今やフィクションは、細かく切り分けられて日常に紛れ込んでいる。スマホでゲームやマンガを、場所を問わず楽しめる。ネットでおびただしい商品を検索するだけで満足してしまうのもフィクションの一種かもしれない。
それでも、いやそれだからこそか、リア充(現実世界(リアル)が充実している人)には負けるという意識はまだ強い。現実ではなく、仮想(バーチャル)で満足するのは下層だと、みんなどこかで思っている。通り魔もそう考えて実行する。なぜリアルはそこまで偉いのか。
エッセー本の中で、新幹線の窓から麦を踏む人を見たと書いたら、アマゾンのブックレビューに、それはウソだ、作者は油断のならないヤツだと書く人がいた。ウソの根拠を並べ、何が何でもウソは許しません、というような文章だった。
私が新幹線の窓から見たのは、両手を後ろに組んで横に移動しながら何かを踏んでいる姿だった。踏んでいたのは麦ではなかったかもしれない。しかし私には、その動作があのお馴染みの麦踏みにしか見えなかったので、そう書いた。仮に、その光景が私の想像であったとして、それの何が許せないのだろう。

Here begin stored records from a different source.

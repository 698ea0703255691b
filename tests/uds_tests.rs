use std::time::Duration;

use fleetdiag::can::sim::SimEcu;
use fleetdiag::can::BusStatistics;
use fleetdiag::isotp;
use fleetdiag::uds::{
    DidLayout, NegativeResponseCode, SessionState, SessionType, UdsClient, XorSeedKey,
};
use fleetdiag::Error;

fn connected_client(sim: SimEcu) -> UdsClient<SimEcu> {
    let mut client = UdsClient::new(sim, 0x7e0);
    client.connect();
    client
}

#[tokio::test]
async fn read_dtc_returns_reported_set() {
    let mut client = connected_client(SimEcu::default());

    let dtcs = client.read_dtc(0xff).await.unwrap();
    let codes: Vec<&str> = dtcs.iter().map(|d| d.code.as_str()).collect();
    assert_eq!(codes, vec!["P0101", "P0102"]);
    assert!(dtcs[0].description.is_some());
}

#[tokio::test]
async fn read_dtc_empty_set_is_not_an_error() {
    let mut client = connected_client(SimEcu::default().with_dtcs(&[]));
    assert_eq!(client.read_dtc(0xff).await.unwrap(), vec![]);
}

#[tokio::test]
async fn read_dtc_applies_status_mask() {
    let sim = SimEcu::default().with_dtcs(&[("P0101", 0x01), ("P0102", 0x08)]);
    let mut client = connected_client(sim);

    let dtcs = client.read_dtc(0x08).await.unwrap();
    let codes: Vec<&str> = dtcs.iter().map(|d| d.code.as_str()).collect();
    assert_eq!(codes, vec!["P0102"]);
}

#[tokio::test]
async fn disconnected_client_fails_without_side_effects() {
    let mut client = UdsClient::new(SimEcu::default(), 0x7e0);

    assert_eq!(client.read_dtc(0xff).await, Err(Error::NotConnected));
    assert_eq!(client.statistics(), BusStatistics::default());
    assert_eq!(client.session(), SessionState::Disconnected);
}

#[tokio::test]
async fn clear_dtc_empties_the_reported_set() {
    let mut client = connected_client(SimEcu::default());

    assert_eq!(client.read_dtc(0xff).await.unwrap().len(), 2);
    client.clear_dtc().await.unwrap();
    assert!(client.read_dtc(0xff).await.unwrap().is_empty());
}

#[tokio::test]
async fn session_control_transitions_on_positive_response() {
    let mut client = connected_client(SimEcu::default());
    assert_eq!(client.session(), SessionState::Active(SessionType::Default));

    let record = client.session_control(SessionType::Extended).await.unwrap();
    assert_eq!(client.session(), SessionState::Active(SessionType::Extended));

    // The sim reports p2 = 50ms, p2* = 5000ms
    let record = record.unwrap();
    assert_eq!(record.p2_server_max, Duration::from_millis(50));
    assert_eq!(record.p2_star_server_max, Duration::from_millis(5000));
}

#[tokio::test]
async fn rejected_session_control_leaves_state_unchanged() {
    let sim = SimEcu::default().reject_session(SessionType::Programming);
    let mut client = connected_client(sim);

    let result = client.session_control(SessionType::Programming).await;
    assert_eq!(
        result,
        Err(Error::Uds(fleetdiag::uds::error::Error::SessionControlRejected(
            NegativeResponseCode::ConditionsNotCorrect
        )))
    );
    assert_eq!(client.session(), SessionState::Active(SessionType::Default));
}

#[tokio::test]
async fn session_control_while_disconnected_fails() {
    let mut client = UdsClient::new(SimEcu::default(), 0x7e0);
    assert_eq!(
        client.session_control(SessionType::Extended).await,
        Err(Error::NotConnected)
    );
    assert_eq!(client.session(), SessionState::Disconnected);
}

#[tokio::test]
async fn session_reverts_to_default_without_tester_present() {
    let mut client = connected_client(SimEcu::default());
    client.set_session_timeout(Duration::from_millis(50));

    client.session_control(SessionType::Extended).await.unwrap();
    assert_eq!(client.session(), SessionState::Active(SessionType::Extended));

    tokio::time::sleep(Duration::from_millis(80)).await;
    assert_eq!(client.session(), SessionState::Active(SessionType::Default));
}

#[tokio::test]
async fn tester_present_keeps_session_alive() {
    let mut client = connected_client(SimEcu::default());
    client.set_session_timeout(Duration::from_millis(100));

    client.session_control(SessionType::Extended).await.unwrap();
    for _ in 0..3 {
        tokio::time::sleep(Duration::from_millis(50)).await;
        client.tester_present(0x00).await.unwrap();
    }
    assert_eq!(client.session(), SessionState::Active(SessionType::Extended));
}

#[tokio::test]
async fn unresponsive_ecu_times_out() {
    let mut client = connected_client(SimEcu::default());
    client.set_response_timeout(Duration::from_millis(50));
    client.adapter_mut().drop_responses = true;

    assert_eq!(client.read_dtc(0xff).await, Err(Error::Timeout));
    // Protocol state is left unchanged
    assert_eq!(client.session(), SessionState::Active(SessionType::Default));
}

#[tokio::test]
async fn reordered_consecutive_frames_fail_reassembly() {
    // A 150 byte DID record forces a response of at least two consecutive frames
    let sim = SimEcu::default().with_did(0x1234, &[0xab; 150]);
    let mut client = connected_client(sim);
    client.adapter_mut().swap_consecutive_frames = true;

    let result = client.read_data_by_identifier(&[0x1234]).await;
    assert!(matches!(
        result,
        Err(Error::IsoTp(isotp::error::Error::Segmentation { .. }))
    ));
}

#[tokio::test]
async fn truncated_multi_frame_response_reports_incomplete() {
    // The 150 byte record spans two consecutive frames; the sim delivers only the
    // first of them, so the transfer is underway but can never finish
    let sim = SimEcu::default().with_did(0x1234, &[0xab; 150]);
    let mut client = connected_client(sim);
    client.set_response_timeout(Duration::from_millis(50));
    client.adapter_mut().drop_tail_consecutive_frames = true;

    let result = client.read_data_by_identifier(&[0x1234]).await;
    assert!(matches!(
        result,
        Err(Error::IsoTp(isotp::error::Error::Incomplete { .. }))
    ));
}

#[tokio::test]
async fn multi_frame_response_roundtrips() {
    let record = [0xab; 100];
    let sim = SimEcu::default().with_did(0x1234, &record);
    let mut client = connected_client(sim);

    let result = client.read_data_by_identifier(&[0x1234]).await.unwrap();
    assert_eq!(result[&0x1234], record.to_vec());
}

#[tokio::test]
async fn read_data_by_identifier_partial_success() {
    let mut client = connected_client(SimEcu::default());

    // 0xdead is not a DID the ECU knows; it is absent, not an error
    let result = client.read_data_by_identifier(&[0xf190, 0xdead]).await.unwrap();
    assert_eq!(result.len(), 1);
    assert!(result.contains_key(&0xf190));
}

#[tokio::test]
async fn read_data_by_identifier_none_supported() {
    let mut client = connected_client(SimEcu::default());

    let result = client.read_data_by_identifier(&[0xdead]).await;
    assert_eq!(
        result,
        Err(Error::Uds(fleetdiag::uds::error::Error::NegativeResponse(
            NegativeResponseCode::RequestOutOfRange
        )))
    );
}

#[tokio::test]
async fn fixed_width_layout_decodes_records() {
    let mut sim = SimEcu::default().with_did(0x4242, &[0x01, 0x02]);
    sim.fixed_width_records = Some(4);

    let mut client = connected_client(sim);
    client.set_did_layout(DidLayout::FixedWidth(4));

    let result = client.read_data_by_identifier(&[0x4242]).await.unwrap();
    assert_eq!(result[&0x4242], vec![0x01, 0x02, 0x00, 0x00]);
}

#[tokio::test]
async fn large_multi_did_request_is_segmented() {
    // 40 identifiers make the request span multiple frames
    let mut sim = SimEcu::default();
    let ids: Vec<u16> = (0x4000..0x4028).collect();
    for id in &ids {
        sim = sim.with_did(*id, &[*id as u8]);
    }

    let mut client = connected_client(sim);
    let result = client.read_data_by_identifier(&ids).await.unwrap();
    assert_eq!(result.len(), ids.len());
}

#[tokio::test]
async fn vin_readout_decodes_ascii() {
    let sim = SimEcu::default().with_vin("WVW123456789ABCDE");
    let mut client = connected_client(sim);

    let vin = client.get_vehicle_identification().await.unwrap();
    assert_eq!(vin.as_deref(), Some("WVW123456789ABCDE"));
}

#[tokio::test]
async fn security_access_unlocks_with_correct_key() {
    let mut client = connected_client(SimEcu::default());
    assert_eq!(client.security_level(), None);

    client.unlock(0x01, &XorSeedKey(0xff)).await.unwrap();
    assert_eq!(client.security_level(), Some(0x01));

    // Once unlocked the ECU hands out an all-zero seed
    let seed = client.security_access(0x01, None).await.unwrap();
    assert!(seed.iter().all(|&b| b == 0));
}

#[tokio::test]
async fn security_access_wrong_key_is_rejected() {
    let mut client = connected_client(SimEcu::default());

    let result = client.unlock(0x01, &XorSeedKey(0x42)).await;
    assert_eq!(
        result,
        Err(Error::Uds(fleetdiag::uds::error::Error::NegativeResponse(
            NegativeResponseCode::InvalidKey
        )))
    );
    assert_eq!(client.security_level(), None);
}

#[tokio::test]
async fn statistics_track_traffic() {
    let mut client = connected_client(SimEcu::default());

    client.tester_present(0x00).await.unwrap();
    let stats = client.statistics();
    assert_eq!(stats.frames_sent, 1);
    assert_eq!(stats.frames_received, 1);
    assert!(stats.bytes_received > 0);
    assert_eq!(stats.errors, 0);
}

#[tokio::test]
async fn bus_fault_surfaces_as_transport_error() {
    let mut client = connected_client(SimEcu::default());
    client.adapter_mut().fail_transmit = true;

    let result = client.read_dtc(0xff).await;
    assert_eq!(result, Err(Error::Transport("simulated bus fault".into())));
    assert_eq!(client.statistics().errors, 1);
}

こんなどうでもいいエッセーにまで厳格な事実こそが正義だと言わんばかりの書きように、これが今の世の中なのかとため息が出る。
私の好きな話がある。カナリアが家にいると言い張る小学生がいて、同級生たちが、じゃあみんなで見にゆこうということになる。いや、今日は無理だ、ちょっと待ってくれと言う。何日か後、いいよと言うのでみんなで見にゆくと、紙で作ったぼろぼろのカナリアが、これまた手製のぼろぼろの鳥籠の中にいたという話である。
カナリアがいるというのはウソである。しかし、カナリアがいて欲しいと願った彼の気持ちは、本物なのではないか。もし、このシチュエーションをおもしろがり、誰かが「名前は何ていうの?」と聞けば、あたかもカナリアはそこにいる体(てい)で、ごっこ遊びが始まり、その後の雰囲気も、ウソをついた彼の立ち位置もまったく違ったものになるだろう。ガチガチに見える現実も、私たちがその気にさえなれば、変えることも可能なのである。

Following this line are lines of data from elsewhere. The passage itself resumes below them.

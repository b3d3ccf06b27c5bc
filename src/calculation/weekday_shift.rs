//! Weekday shift breakdown calculation.
//!
//! An ordinary working-day shift is paid at the plain hourly rate up to
//! the scheduled paid hours plus the grace period; paid time beyond that
//! threshold accrues overtime at the overtime multiplier (Labor Code
//! Art. 87). Night hours earn the differential on top. The same function
//! serves the live per-tick view and the frozen final breakdown.

use chrono::NaiveTime;
use rust_decimal::Decimal;

use crate::config::CompensationConfig;
use crate::models::EarningsBreakdown;

use super::night_differential::night_overlap_hours;

/// Computes the earnings breakdown for a weekday shift from its paid
/// elapsed hours.
///
/// Base hours are clamped against the overtime threshold (scheduled paid
/// hours plus grace), so no overtime accrues until the grace period is
/// exhausted. Night overlap is measured from the scheduled window start.
/// Non-positive paid time yields a zero breakdown.
///
/// # Example
///
/// ```no_run
/// use paywatch::calculation::calculate_weekday_breakdown;
/// use paywatch::config::ConfigLoader;
/// use rust_decimal::Decimal;
/// use std::str::FromStr;
///
/// let config = ConfigLoader::load("config/paywatch").unwrap().into_config();
///
/// // Exactly the scheduled paid hours: no overtime yet.
/// let breakdown = calculate_weekday_breakdown(Decimal::from(9), &config);
/// assert_eq!(breakdown.overtime_hours, Decimal::ZERO);
/// ```
pub fn calculate_weekday_breakdown(
    paid_elapsed_hours: Decimal,
    config: &CompensationConfig,
) -> EarningsBreakdown {
    let paid = paid_elapsed_hours.max(Decimal::ZERO);
    if paid == Decimal::ZERO {
        return EarningsBreakdown::zero();
    }

    let hourly_rate = config.hourly_rate();
    let threshold = config.paid_hours_threshold();

    let base_hours = paid.min(threshold);
    let overtime_hours = (paid - threshold).max(Decimal::ZERO);

    let window_open = NaiveTime::from_hms_opt(config.schedule.shift_start_hour, 0, 0)
        .expect("shift start hour is validated to 0-23");
    let night_hours = night_overlap_hours(paid, window_open);

    let base_amount = hourly_rate * base_hours;
    let overtime_amount = hourly_rate * config.premiums.overtime_multiplier * overtime_hours;
    let night_amount = hourly_rate * config.premiums.night_differential_rate * night_hours;

    EarningsBreakdown {
        base_hours,
        overtime_hours,
        night_hours,
        base_amount,
        overtime_amount,
        night_amount,
        total: base_amount + overtime_amount + night_amount,
    }
}

#[cfg(test)]
mod tests {
    use super::*;
    use crate::config::{
        DeductionConfig, PremiumConfig, SalaryConfig, ScheduleConfig,
    };
    use std::str::FromStr;

    fn dec(s: &str) -> Decimal {
        Decimal::from_str(s).unwrap()
    }

    fn create_test_config() -> CompensationConfig {
        CompensationConfig {
            salary: SalaryConfig {
                monthly: dec("35200"),
                working_days_per_month: dec("22"),
                standard_hours_per_day: dec("8"),
                de_minimis_allowance: dec("2000"),
            },
            premiums: PremiumConfig {
                night_differential_rate: dec("0.10"),
                overtime_multiplier: dec("1.25"),
                rest_day_multiplier: dec("1.30"),
                rest_day_excess_multiplier: dec("1.69"),
            },
            schedule: ScheduleConfig {
                shift_start_hour: 22,
                shift_end_hour: 8,
                scheduled_paid_hours: dec("9"),
                unpaid_break_hours: dec("1"),
                grace_period_minutes: 15,
            },
            deductions: DeductionConfig {
                withholding_tax_rate: dec("0.15"),
                annual_tax_exemption: dec("250000"),
                social_insurance_rate: dec("0.05"),
                health_insurance_rate: dec("0.025"),
                health_contribution_floor: dec("250"),
                health_contribution_cap: dec("2500"),
                housing_fund_rate: dec("0.02"),
                housing_contribution_cap: dec("200"),
            },
        }
    }

    // ==========================================================================
    // Full scheduled shift, ended at exactly 9h paid.
    // base = 200 x 9 = 1800, night = 200 x 0.10 x 8 = 160, no overtime.
    // ==========================================================================
    #[test]
    fn test_full_shift_at_scheduled_hours_has_no_overtime() {
        let config = create_test_config();
        let breakdown = calculate_weekday_breakdown(dec("9"), &config);

        assert_eq!(breakdown.base_hours, dec("9"));
        assert_eq!(breakdown.overtime_hours, Decimal::ZERO);
        assert_eq!(breakdown.night_hours, dec("8"));
        assert_eq!(breakdown.base_amount, dec("1800"));
        assert_eq!(breakdown.night_amount, dec("160.00"));
        assert_eq!(breakdown.total, dec("1960.00"));
    }

    #[test]
    fn test_no_overtime_within_grace_period() {
        let config = create_test_config();
        let breakdown = calculate_weekday_breakdown(dec("9.25"), &config);

        // The grace period absorbs the extra quarter hour into base pay.
        assert_eq!(breakdown.base_hours, dec("9.25"));
        assert_eq!(breakdown.overtime_hours, Decimal::ZERO);
        assert_eq!(breakdown.base_amount, dec("1850.00"));
    }

    #[test]
    fn test_overtime_accrues_past_grace_period() {
        let config = create_test_config();
        let breakdown = calculate_weekday_breakdown(dec("9.5"), &config);

        assert_eq!(breakdown.base_hours, dec("9.25"));
        assert_eq!(breakdown.overtime_hours, dec("0.25"));
        // 200 x 1.25 x 0.25 = 62.50
        assert_eq!(breakdown.overtime_amount, dec("62.50"));
        assert_eq!(breakdown.total, dec("1850.00") + dec("62.50") + dec("160.00"));
    }

    #[test]
    fn test_partial_shift_early_in_the_night() {
        let config = create_test_config();
        let breakdown = calculate_weekday_breakdown(dec("3"), &config);

        assert_eq!(breakdown.base_hours, dec("3"));
        assert_eq!(breakdown.night_hours, dec("3"));
        assert_eq!(breakdown.overtime_hours, Decimal::ZERO);
        // 200 x 3 + 200 x 0.10 x 3 = 660
        assert_eq!(breakdown.total, dec("660.00"));
    }

    #[test]
    fn test_night_hours_cap_at_eight_during_overtime() {
        let config = create_test_config();
        let breakdown = calculate_weekday_breakdown(dec("11"), &config);

        assert_eq!(breakdown.night_hours, dec("8"));
        assert_eq!(breakdown.overtime_hours, dec("1.75"));
    }

    #[test]
    fn test_zero_and_negative_paid_time_yield_zero() {
        let config = create_test_config();
        assert_eq!(
            calculate_weekday_breakdown(Decimal::ZERO, &config),
            EarningsBreakdown::zero()
        );
        assert_eq!(
            calculate_weekday_breakdown(dec("-2"), &config),
            EarningsBreakdown::zero()
        );
    }
}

私たちの書くドラマは、そんなふうに現実を少しずらしてみせるものが多い。生きづらい現実は確かにある。その中にみんながこうであればいいのに、と思うようなウソを投げ込み、それを何人かで共有することができれば、その空間だけは、数字だけがモノをいう、がんじがらめの現実と何とか対等にやり合ってゆけるのではないか、と考えるからだ。
そもそも物語は上に立つ人のものだった。大きな物語をつくって多くの人を動かしてきた。宗教や革命がそうだし、資本主義はサクセス・ストーリーで成立している。しかしグローバリズムの世界は、そういう大きな物語すら使い果たしてしまった。なので、今は数字だけの、つまり何もかも同一単位で表される身も蓋もない世界に私たちは生きている。